# Rheem Hybrid Heat pump WH



## M5Plumb

Hey all,

just a question to get a feel for those who have installed this Rheem WH. Like it, don't, problems etc??? Any and all feedback please. :thumbsup:

Thanks Pat


----------



## Nevada Plumber

GE paid me to replace one for them last week. The only thing I can really say about the water heater is that the relief valve is on the rear of the water heater. This was being installed in a small closet, and it was a real pain to hook it up. In this instance, if the relief valve ever has to be replaced, the entire water heater will have to be pulled to do it.
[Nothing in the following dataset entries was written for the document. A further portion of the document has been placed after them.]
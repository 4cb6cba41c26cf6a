//! Market-hours oracle and the engine's cached end-of-day prices.

use crate::error::FloorError;
use rust_decimal::Decimal;
use rusqlite::{Connection, OpenFlags};
use serde::Deserialize;
use std::collections::HashMap;
use std::future::Future;
use tracing::{debug, warn};

/// Answers "is the market open right now". The dispatcher only needs the
/// boolean; oracle failures are resolved inside the implementation.
pub trait MarketHours: Send + Sync {
    fn is_open(&self) -> impl Future<Output = bool> + Send;
}

#[derive(Debug, Deserialize)]
struct MarketStatus {
    market: String,
}

/// Polygon-backed market clock with the simulation's env override.
/// Transient status-API failures default to open so a flaky endpoint
/// never blocks a manual round.
#[derive(Clone)]
pub struct MarketClock {
    client: reqwest::Client,
    api_key: String,
    force_open: bool,
}

impl MarketClock {
    pub fn new(api_key: &str, force_open: bool) -> Self {
        Self {
            client: reqwest::Client::builder()
                .timeout(std::time::Duration::from_secs(10))
                .build()
                .expect("HTTP client"),
            api_key: api_key.to_string(),
            force_open,
        }
    }

    async fn poll_status(&self) -> Result<bool, FloorError> {
        let url = format!(
            "https://api.polygon.io/v1/marketstatus/now?apiKey={}",
            self.api_key
        );
        let resp = self
            .client
            .get(&url)
            .send()
            .await
            .map_err(|e| FloorError::Collaborator(e.to_string()))?;
        if !resp.status().is_success() {
            return Err(FloorError::Collaborator(format!(
                "market status HTTP {}",
                resp.status()
            )));
        }
        let status: MarketStatus = resp
            .json::<MarketStatus>()
            .await
            .map_err(|e| FloorError::Collaborator(e.to_string()))?;
        Ok(status.market == "open")
    }
}

impl MarketHours for MarketClock {
    async fn is_open(&self) -> bool {
        if self.force_open {
            debug!("RUN_EVEN_WHEN_MARKET_IS_CLOSED override active");
            return true;
        }
        if self.api_key.is_empty() {
            warn!("POLYGON_API_KEY not set — treating market as open");
            return true;
        }
        match self.poll_status().await {
            Ok(open) => open,
            Err(e) => {
                warn!("Market status check failed: {e} — defaulting to open");
                true
            }
        }
    }
}

/// Latest end-of-day prices the engine has cached, one JSON document per
/// trading date.
#[derive(Debug, Clone)]
pub struct PriceBook {
    db_path: String,
}

impl PriceBook {
    pub fn new(db_path: &str) -> Self {
        Self {
            db_path: db_path.to_string(),
        }
    }

    fn open(&self) -> Result<Connection, FloorError> {
        let conn = Connection::open_with_flags(
            &self.db_path,
            OpenFlags::SQLITE_OPEN_READ_ONLY | OpenFlags::SQLITE_OPEN_NO_MUTEX,
        )?;
        Ok(conn)
    }

    /// The most recent price map (symbol → close).
    pub fn latest(&self) -> Result<HashMap<String, Decimal>, FloorError> {
        let conn = self.open()?;
        let json: String = conn.query_row(
            "SELECT data FROM market ORDER BY date DESC LIMIT 1",
            [],
            |row| row.get(0),
        )?;
        let prices: HashMap<String, Decimal> = serde_json::from_str(&json)?;
        Ok(prices)
    }
}
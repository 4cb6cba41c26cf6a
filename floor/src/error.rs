//! Error taxonomy for the floor service.
//!
//! Collaborator reads, the market-hours precondition, per-agent run
//! failures and dispatch construction each get their own variant so the
//! dispatcher can classify an outcome without string matching.

use thiserror::Error;

#[derive(Debug, Error)]
pub enum FloorError {
    /// A read from the shared database or a market API failed.
    /// Swallowed at poll boundaries, fatal only to a single export or round.
    #[error("collaborator unavailable: {0}")]
    Collaborator(String),

    /// Precondition short-circuit: nothing was launched.
    #[error("market is currently closed")]
    MarketClosed,

    /// One agent's engine run failed. Never aborts sibling agents.
    #[error("agent '{agent}' run failed: {message}")]
    AgentRun { agent: String, message: String },

    /// The round could not be constructed at all.
    #[error("dispatch failed: {0}")]
    Dispatch(String),
}

impl From<rusqlite::Error> for FloorError {
    fn from(e: rusqlite::Error) -> Self {
        FloorError::Collaborator(e.to_string())
    }
}

impl From<serde_json::Error> for FloorError {
    fn from(e: serde_json::Error) -> Self {
        FloorError::Collaborator(e.to_string())
    }
}
//! Read-only client for the activity log written by the trading engine.

use crate::error::FloorError;
use crate::types::{LogCategory, LogEntry};
use rusqlite::{params, Connection, OpenFlags};

#[derive(Debug, Clone)]
pub struct LogReader {
    db_path: String,
}

impl LogReader {
    pub fn new(db_path: &str) -> Self {
        Self {
            db_path: db_path.to_string(),
        }
    }

    fn open(&self) -> Result<Connection, FloorError> {
        let conn = Connection::open_with_flags(
            &self.db_path,
            OpenFlags::SQLITE_OPEN_READ_ONLY | OpenFlags::SQLITE_OPEN_NO_MUTEX,
        )?;
        Ok(conn)
    }

    /// The `n` most recent entries for one agent, oldest first.
    pub fn read_tail(&self, name: &str, n: usize) -> Result<Vec<LogEntry>, FloorError> {
        let conn = self.open()?;
        let mut stmt = conn.prepare(
            "SELECT datetime, type, message FROM logs \
             WHERE name = ?1 ORDER BY datetime DESC, id DESC LIMIT ?2",
        )?;
        let rows = stmt.query_map(params![name, n as i64], |row| {
            Ok(LogEntry {
                timestamp: row.get(0)?,
                category: LogCategory::parse(&row.get::<_, String>(1)?),
                message: row.get(2)?,
            })
        })?;
        let mut entries: Vec<LogEntry> = rows.flatten().collect();
        entries.reverse();
        Ok(entries)
    }
}

#[cfg(test)]
mod tests {
    use super::*;
    use crate::types::LogCategory;

    fn seeded_db(tag: &str) -> String {
        let path = std::env::temp_dir().join(format!(
            "trading-floor-logs-{tag}-{}.db",
            std::process::id()
        ));
        let _ = std::fs::remove_file(&path);
        let conn = Connection::open(&path).unwrap();
        conn.execute_batch(
            "CREATE TABLE logs (
                id INTEGER PRIMARY KEY AUTOINCREMENT,
                name TEXT,
                datetime DATETIME,
                type TEXT,
                message TEXT
            );",
        )
        .unwrap();
        for (i, (cat, msg)) in [
            ("trace", "round started"),
            ("agent", "considering AAPL"),
            ("function", "get_share_price(AAPL)"),
            ("account", "bought 10 AAPL"),
        ]
        .iter()
        .enumerate()
        {
            conn.execute(
                "INSERT INTO logs (name, datetime, type, message) VALUES (?1, ?2, ?3, ?4)",
                params!["Warren", format!("2025-06-02T10:00:0{i}"), cat, msg],
            )
            .unwrap();
        }
        conn.execute(
            "INSERT INTO logs (name, datetime, type, message) VALUES (?1, ?2, ?3, ?4)",
            params!["Ray", "2025-06-02T10:00:09", "trace", "other trader"],
        )
        .unwrap();
        path.to_string_lossy().to_string()
    }

    #[test]
    fn tail_is_chronological_and_scoped_to_one_agent() {
        let path = seeded_db("tail");
        let reader = LogReader::new(&path);
        let entries = reader.read_tail("Warren", 3).unwrap();
        assert_eq!(entries.len(), 3);
        assert_eq!(entries[0].message, "considering AAPL");
        assert_eq!(entries[2].message, "bought 10 AAPL");
        assert_eq!(entries[2].category, LogCategory::Account);
        assert!(entries.iter().all(|e| e.message != "other trader"));
    }

    #[test]
    fn tail_larger_than_history_returns_everything() {
        let path = seeded_db("short");
        let reader = LogReader::new(&path);
        let entries = reader.read_tail("Warren", 50).unwrap();
        assert_eq!(entries.len(), 4);
        assert_eq!(entries[0].message, "round started");
    }

    #[test]
    fn missing_database_is_a_collaborator_error() {
        let reader = LogReader::new("/nonexistent/floor.db");
        assert!(reader.read_tail("Warren", 5).is_err());
    }
}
Probably not the exact kind of info you were looking for.


----------



## plumbpro

I put a GE in, it was pretty nice and the people like it. I had to run a condensate and rework the water lines so the filter could be pulled. There is a minimum room size, can't remember the exact size (maybe 8x10), but theirs was just big enough. They have had it about a year and all is well as far as I know.


----------



## M5Plumb

Sounds like from what I am hearing there are not many problems with the heater.


----------



## service guy

*Rheem EcoSense Heat Pump Water Heater*

Here is a review on the Rheem EcoSense Heat Pump Water Heater.
These things are great in warmer climates, since they heat water and cool air simultaneously. Keep in mind though, that the Rheem model is NOT the most efficient model of heat pump water heater. Actually it has one of the lowest efficiency ratings of heat pump water heaters on the market. There are other good choices for air-source heat pump water heaters, such as the Stiebel-Eltron Accelera 300, or The AO Smith Voltex, etc.


----------



## service guy

Also heat pump water heaters SHOULD NOT be transported horizontally. I have heard that transporting the heat pump sideways (the way 99% of plumbers transport water heaters lying on their side in the back of a van or pickup truck) can cause problems with the refrigerant coil.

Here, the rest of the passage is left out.